Jüchen: Kein Geld mehr für Bürgerbeiräte
VON KARIN VERHOEVEN - zuletzt aktualisiert: 19.02.2009Jüchen (RPO). Bürgermeisterin Margarete Kranz ließ keinen Zweifel: "Einladungen, Niederschriften und Sitzungsgelder für die Bürgerbeirats-sitzungen kann sich die Gemeinde ab 2009 nicht mehr leisten." Also werde es künftig unter Geschäftsführung der Gemeindeverwaltung keine Versammlungen der gewählten Vertreter für die Belange der Umsiedler mehr geben.
Dabei geht es den Otzenrather Bürgerbeiratsmitgliedern keinesfalls um Sitzungsgelder, denn niemand hat all die Jahre Sitzungsgeld für sich beansprucht. Alles wurde angelegt und soll demnächst in Form einer Stiftung oder eines Fonds dem Dorf für gemeinnützige Zwecke zur Verfügung stehen. Beiratsmitglied Hermann-Josef Weidemann fürchtet indes um die Rechtsverbindlichkeit. Handlungsbedarf gebe es immer noch reichlich. Dies bewies auch die 43. öffentliche Sitzung des Gremiums. Weidemann argumentierte: "Es geht um Folgen und Reklamationen aus der Umsiedlung, einige Dinge stehen noch offen." Gewissermaßen steige die Verwaltung mit einem Bein aus.
Die Bürgermeisterin sicherte zwar zu, dass sie und die Fachleute der Gemeindeverwaltung nach wie vor für die Belange der Umsiedler zur Verfügung stehen würden. Heinz Kunze, bisher Fachmann der Gemeindeverwaltung für die Umsiedlung, wird allerdings Ende des Monats nach 17 Jahren als hauptsächliche Kontaktperson in den Ruhestand gehen.
Im Mai wird es eine interne Sitzung geben zwecks Beratung, wie und durch wen die Interessen des umgesiedelten Doppeldorfes in Zukunft vertreten sein sollen. Zur Bebauung der Grundstücke am Sportgelände wurden die Umsiedler offenbar nicht mehr gefragt. Zugesagt wurde zumindest eine Beleuchtung der beiden Brücken am Fußweg zwischen Otzenrath und Spenrath.

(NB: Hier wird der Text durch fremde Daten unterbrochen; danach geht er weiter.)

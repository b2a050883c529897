use std::sync::Arc;

use axum::{
    extract::State,
    response::IntoResponse,
    routing::{delete, get, post, put},
    Router,
};

use super::common::{
    created_response, map_service_error, message_response, success_response, IdPath, OneOrMany,
    ValidJson,
};
use crate::auth::Actor;
use crate::errors::ApiError;
use crate::services::customers::{BulkCreateOutcome, CustomerInput, CustomerView, TermsInput};
use crate::{ApiResponse, AppState};

/// Creates the router for customer endpoints
pub fn customers_routes() -> Router<Arc<AppState>> {
    Router::new()
        .route("/create", post(create_customers))
        .route("/customers", get(list_customers))
        .route("/getcustomerbyId/{id}", get(get_customer))
        .route("/update/{id}", put(update_customer))
        .route("/{id}/disable", put(disable_customer))
        .route("/{id}/enable", put(enable_customer))
        .route("/{id}/saveTerms", put(save_terms))
        .route("/{id}", delete(delete_customer))
}

/// Create one customer or a batch
///
/// Each element is inserted independently; the response lists one result
/// per element in request order.
#[utoipa::path(
    post,
    path = "/customer_registration/create",
    summary = "Create customers",
    request_body = Vec<CustomerInput>,
    responses(
        (status = 201, description = "Per-element results", body = ApiResponse<Vec<BulkCreateOutcome>>),
        (status = 400, description = "Malformed body", body = crate::errors::ErrorResponse),
    ),
    tag = "Customers"
)]
pub async fn create_customers(
    State(state): State<Arc<AppState>>,
    actor: Actor,
    ValidJson(payload): ValidJson<OneOrMany<serde_json::Value>>,
) -> Result<impl IntoResponse, ApiError> {
    let outcomes = state
        .services
        .customers
        .bulk_create(payload.into_vec(), actor.id())
        .await;

    Ok(created_response(outcomes))
}

#[utoipa::path(
    get,
    path = "/customer_registration/customers",
    summary = "List customers",
    responses(
        (status = 200, description = "Visible customers, newest first", body = ApiResponse<Vec<CustomerView>>),
        (status = 500, description = "Database failure", body = crate::errors::ErrorResponse),
    ),
    tag = "Customers"
)]
pub async fn list_customers(
    State(state): State<Arc<AppState>>,
) -> Result<impl IntoResponse, ApiError> {
    let customers = state
        .services
        .customers
        .list_customers()
        .await
        .map_err(map_service_error)?;

    Ok(success_response(
        customers.into_iter().map(CustomerView::from).collect::<Vec<_>>(),
    ))
}

#[utoipa::path(
    get,
    path = "/customer_registration/getcustomerbyId/{id}",
    summary = "Get a customer",
    params(("id" = i32, Path, description = "Customer id")),
    responses(
        (status = 200, description = "Customer found", body = ApiResponse<CustomerView>),
        (status = 404, description = "Customer not found", body = crate::errors::ErrorResponse),
    ),
    tag = "Customers"
)]
pub async fn get_customer(
    State(state): State<Arc<AppState>>,
    IdPath(id): IdPath,
) -> Result<impl IntoResponse, ApiError> {
    let customer = state
        .services
        .customers
        .get_customer(id)
        .await
        .map_err(map_service_error)?;

    Ok(success_response(CustomerView::from(customer)))
}

#[utoipa::path(
    put,
    path = "/customer_registration/update/{id}",
    summary = "Replace a customer",
    params(("id" = i32, Path, description = "Customer id")),
    request_body = CustomerInput,
    responses(
        (status = 200, description = "Customer updated", body = ApiResponse<CustomerView>),
        (status = 400, description = "Invalid input", body = crate::errors::ErrorResponse),
        (status = 404, description = "Customer not found", body = crate::errors::ErrorResponse),
    ),
    tag = "Customers"
)]
pub async fn update_customer(
    State(state): State<Arc<AppState>>,
    actor: Actor,
    IdPath(id): IdPath,
    ValidJson(payload): ValidJson<CustomerInput>,
) -> Result<impl IntoResponse, ApiError> {
    let customer = state
        .services
        .customers
        .update_customer(id, payload, actor.id())
        .await
        .map_err(map_service_error)?;

    Ok(success_response(CustomerView::from(customer)))
}

#[utoipa::path(
    put,
    path = "/customer_registration/{id}/disable",
    summary = "Disable a customer",
    params(("id" = i32, Path, description = "Customer id")),
    responses(
        (status = 200, description = "Customer disabled", body = ApiResponse<CustomerView>),
        (status = 404, description = "Customer not found", body = crate::errors::ErrorResponse),
    ),
    tag = "Customers"
)]
pub async fn disable_customer(
    State(state): State<Arc<AppState>>,
    actor: Actor,
    IdPath(id): IdPath,
) -> Result<impl IntoResponse, ApiError> {
    let customer = state
        .services
        .customers
        .set_active(id, false, actor.id())
        .await
        .map_err(map_service_error)?;

    Ok(success_response(CustomerView::from(customer)))
}

#[utoipa::path(
    put,
    path = "/customer_registration/{id}/enable",
    summary = "Enable a customer",
    params(("id" = i32, Path, description = "Customer id")),
    responses(
        (status = 200, description = "Customer enabled", body = ApiResponse<CustomerView>),
        (status = 404, description = "Customer not found", body = crate::errors::ErrorResponse),
    ),
    tag = "Customers"
)]
pub async fn enable_customer(
    State(state): State<Arc<AppState>>,
    actor: Actor,
    IdPath(id): IdPath,
) -> Result<impl IntoResponse, ApiError> {
    let customer = state
        .services
        .customers
        .set_active(id, true, actor.id())
        .await
        .map_err(map_service_error)?;

    Ok(success_response(CustomerView::from(customer)))
}

#[utoipa::path(
    put,
    path = "/customer_registration/{id}/saveTerms",
    summary = "Save customer terms",
    params(("id" = i32, Path, description = "Customer id")),
    request_body = TermsInput,
    responses(
        (status = 200, description = "Terms saved", body = ApiResponse<CustomerView>),
        (status = 404, description = "Customer not found", body = crate::errors::ErrorResponse),
    ),
    tag = "Customers"
)]
pub async fn save_terms(
    State(state): State<Arc<AppState>>,
    actor: Actor,
    IdPath(id): IdPath,
    ValidJson(payload): ValidJson<TermsInput>,
) -> Result<impl IntoResponse, ApiError> {
    let customer = state
        .services
        .customers
        .save_terms(id, payload.terms, actor.id())
        .await
        .map_err(map_service_error)?;

    Ok(success_response(CustomerView::from(customer)))
}

#[utoipa::path(
    delete,
    path = "/customer_registration/{id}",
    summary = "Soft delete a customer",
    params(("id" = i32, Path, description = "Customer id")),
    responses(
        (status = 200, description = "Customer deleted", body = ApiResponse<String>),
        (status = 404, description = "Customer not found", body = crate::errors::ErrorResponse),
    ),
    tag = "Customers"
)]
pub async fn delete_customer(
    State(state): State<Arc<AppState>>,
    actor: Actor,
    IdPath(id): IdPath,
) -> Result<impl IntoResponse, ApiError> {
    let deleted = state
        .services
        .customers
        .delete_customer(id, actor.id())
        .await
        .map_err(map_service_error)?;

    Ok(message_response(deleted.0))
}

Bezüglich einer Dorf- und Vereinsgaststätte scheint sich etwas zu tun. RWE Senior Manager Michael Eyll-Vetter versicherte, dass es einen neuen potentiellen Investor gäbe, der noch nicht genannt werden will. In wenigen Monaten gebe es eine Entscheidung. Michael Eyll-Vetter jedenfalls gab sich zuversichtlich.